Anglim v. Sears-Roebuck Shoe Factories

255 Mass. 334 | Mass. | 1926

Braley, J.

This is an action of contract in two counts alleged to be for the same cause of action. The first is for an alleged breach of a contract in writing reading as follows:

“ Cambridge, Mass., March 23, 1914.

Mr. S. M. Longmire

Sears-Roebuck Shoe Factories

Cambridge, Mass.

Dear Sir:

In compliance with your request and in conformance of our discussion of this morning, at your office, I hereby agree to give License for the use of Spur Track on Purrington St., to your concern, for use for their purposes, for the sum of Seventy-five Hundred Dollars ($7500.00). Such proportion of said sum as is required to complete payment to the New York Central R. R. Co., Boston & Albany Branch for the construction and completion of said Spur and said connection, will be paid over to them simultaneously and the balance of the $7500.00 will be paid to me at that time.

I further agree to reimburse you from full payments received from the next track connections saving and excepting the plant of the Neapolitan Ice Cream Company, and the plant of the Elliott Company, to the extent of $3750.00.

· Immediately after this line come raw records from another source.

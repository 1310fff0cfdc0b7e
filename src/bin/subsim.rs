//! SUBSIM CLI
//!
//! Loads word and subword vectors and prints cosine similarities for word
//! pairs given on the command line, on stdin, or from the built-in demo list.

use clap::Parser;
use std::io::{self, BufRead};
use std::path::PathBuf;
use subsim::normalize::{normalize, strip_accents};
use subsim::{CombinedEmbeddings, EmbeddingsConfig};
use tracing::info;
use tracing_subscriber::{fmt, EnvFilter};

/// SUBSIM - similarity of arbitrary words from word + subword vectors
#[derive(Parser, Debug)]
#[command(author, version, about)]
struct Args {
    /// Whole-word vector file (first line "<vocab_size> <dim>")
    #[arg(long)]
    word_vec: Option<PathBuf>,

    /// Character n-gram vector file (no header, must contain __eps__)
    #[arg(long)]
    ngram_vec: Option<PathBuf>,

    /// Vector dimension
    #[arg(long)]
    dim: usize,

    /// Shortest n-gram length
    #[arg(long, default_value_t = 3)]
    minn: usize,

    /// Longest n-gram length
    #[arg(long, default_value_t = 6)]
    maxn: usize,

    /// Word vector file has no header line
    #[arg(long, default_value_t = false)]
    no_header: bool,

    /// Normalize and strip accents from words before scoring
    #[arg(long, default_value_t = false)]
    normalize: bool,

    /// Ignore whole-word vectors and use n-grams only
    #[arg(long, default_value_t = false)]
    subword_only: bool,

    /// Read "word1 word2" pairs from stdin, one per line
    #[arg(long, default_value_t = false)]
    stdin: bool,

    /// Word pairs as "word1,word2"
    #[arg(value_name = "PAIR")]
    pairs: Vec<String>,
}

const DIFF_PAIRS: &[(&str, &str)] = &[
    ("travel", "tourist"),
    ("traveler", "tourist"),
    ("travel", "hair"),
    ("kids", "children"),
    ("loving", "like"),
    ("hello", "hey"),
    ("book", "write"),
    ("nice", "good"),
    ("nice", "bad"),
];

const TYPO_PAIRS: &[(&str, &str)] = &[
    ("keds", "children"),
    ("loveing", "like"),
    ("helo", "hey"),
    ("bok", "write"),
];

fn main() -> anyhow::Result<()> {
    // Logs go to stderr so scores on stdout stay clean
    fmt()
        .with_writer(io::stderr)
        .with_env_filter(EnvFilter::from_default_env().add_directive("subsim=info".parse()?))
        .init();

    let args = Args::parse();

    let mut config = EmbeddingsConfig::default()
        .with_dimension(args.dim)
        .with_ngram_range(args.minn, args.maxn)
        .with_word_header(!args.no_header);
    if let Some(path) = &args.word_vec {
        config = config.with_word_vectors(path);
    }
    if let Some(path) = &args.ngram_vec {
        config = config.with_ngram_vectors(path);
    }

    let embeddings = CombinedEmbeddings::from_config(&config)?;
    let use_full_word = !args.subword_only;

    if args.stdin {
        for line in io::stdin().lock().lines() {
            let line = line?;
            let words: Vec<&str> = line.split_whitespace().collect();
            match words.as_slice() {
                [] => continue,
                [w1, w2] => report(&embeddings, w1, w2, use_full_word, args.normalize),
                _ => eprintln!("Error: expected two words, got {:?}", line),
            }
        }
    } else if !args.pairs.is_empty() {
        for pair in &args.pairs {
            match pair.split_once(',') {
                Some((w1, w2)) => report(&embeddings, w1, w2, use_full_word, args.normalize),
                None => eprintln!("Error: expected \"word1,word2\", got {:?}", pair),
            }
        }
    } else {
        run_demo(&embeddings, args.normalize);
    }

    info!("{}", embeddings.metrics().summary());
    Ok(())
}

fn run_demo(embeddings: &CombinedEmbeddings, normalize_words: bool) {
    for (title, pairs) in [("DIFF", DIFF_PAIRS), ("TYPOS", TYPO_PAIRS)] {
        println!("\n----------------{}-------------------\n", title);
        for use_full_word in [true, false] {
            for (w1, w2) in pairs {
                report(embeddings, w1, w2, use_full_word, normalize_words);
            }
        }
    }
}

fn report(
    embeddings: &CombinedEmbeddings,
    w1: &str,
    w2: &str,
    use_full_word: bool,
    normalize_words: bool,
) {
    let (w1, w2) = if normalize_words {
        (prepare(w1), prepare(w2))
    } else {
        (w1.to_string(), w2.to_string())
    };

    match embeddings.cosine_similarity(&w1, &w2, use_full_word) {
        Ok(sim) => println!(
            "{}, {} (full_word={}) {:.4}",
            w1, w2, use_full_word as u8, sim
        ),
        Err(e) => eprintln!("Error: {}, {}: {}", w1, w2, e),
    }
}

fn prepare(word: &str) -> String {
    strip_accents(&normalize(word))
}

*336It is understood that the purpose and the intent of this agreement is that the Sears-Roebuck Shoe Factories shall have immediate access on the completion of these presents.

Yours very truly,

(Signed) Sears-Roebuck Shoe Factories.

William J. Anglim.”

The second count is for breach of an oral contract “as is evidenced by the writing.” The answer is a general denial with an averment that the plaintiff is barred by the statute of' frauds. The case was referred to an auditor whose findings as stipulated by the parties were to be final. Upon the coming in of his report there was a hearing by a judge sitting without a jury, at which the only additional evidence was a certain copy of the permit to which the auditor referred in his report. It is not contended that the permit materially affected the auditor’s conclusions. The plaintiff asked for these rulings: “First, upon all the facts, the defendant did authorize the making of the contract with the plaintiff. Second, upon all the facts, the defendant is bound as a party to a contract with the plaintiff, as alleged in plaintiff’s declaration. Third, upon all the facts, the plaintiff is entitled to recover.” The requests were not granted, and, the judge having found for the defendant, the questions raised by these requests are before us.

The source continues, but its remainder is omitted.